[Task data Boundary: Start]

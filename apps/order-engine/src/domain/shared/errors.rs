//! Domain errors shared across bounded contexts.

use thiserror::Error;

/// Domain-level errors that can occur in business logic.
///
/// These errors are independent of infrastructure concerns.
#[derive(Debug, Clone, PartialEq, Eq, Error)]
pub enum DomainError {
    /// Invalid value for a field.
    #[error("Invalid value for '{field}': {message}")]
    InvalidValue {
        /// Field name.
        field: String,
        /// Error message.
        message: String,
    },

    /// Aggregate invariant violated.
    #[error("Invariant violation in {aggregate}: {invariant} (state: {state})")]
    InvariantViolation {
        /// Aggregate type.
        aggregate: String,
        /// Invariant that was violated.
        invariant: String,
        /// Current state description.
        state: String,
    },

    /// Decimal arithmetic left the representable range.
    #[error("Arithmetic overflow computing {context}")]
    Overflow {
        /// What was being computed.
        context: String,
    },
}

impl DomainError {
    /// Overflow while computing `context`.
    #[must_use]
    pub fn overflow(context: impl Into<String>) -> Self {
        Self::Overflow {
            context: context.into(),
        }
    }
}

#[cfg(test)]
mod tests {
    use super::*;

    #[test]
    fn invalid_value_display() {
        let err = DomainError::InvalidValue {
            field: "symbol".to_string(),
            message: "must not be empty".to_string(),
        };
        assert_eq!(err.to_string(), "Invalid value for 'symbol': must not be empty");
    }

    #[test]
    fn invariant_violation_display() {
        let err = DomainError::InvariantViolation {
            aggregate: "FillState".to_string(),
            invariant: "FillQty <= LeavesQty".to_string(),
            state: "fill_qty=2, leaves_qty=1".to_string(),
        };
        let msg = err.to_string();
        assert!(msg.contains("FillState"));
        assert!(msg.contains("leaves_qty=1"));
    }

    #[test]
    fn overflow_display() {
        let err = DomainError::overflow("fill notional");
        assert_eq!(err.to_string(), "Arithmetic overflow computing fill notional");
    }
}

[Task data Boundary: End]

How many of the lines above contain the word "InvariantViolation"? Give the number alone.

2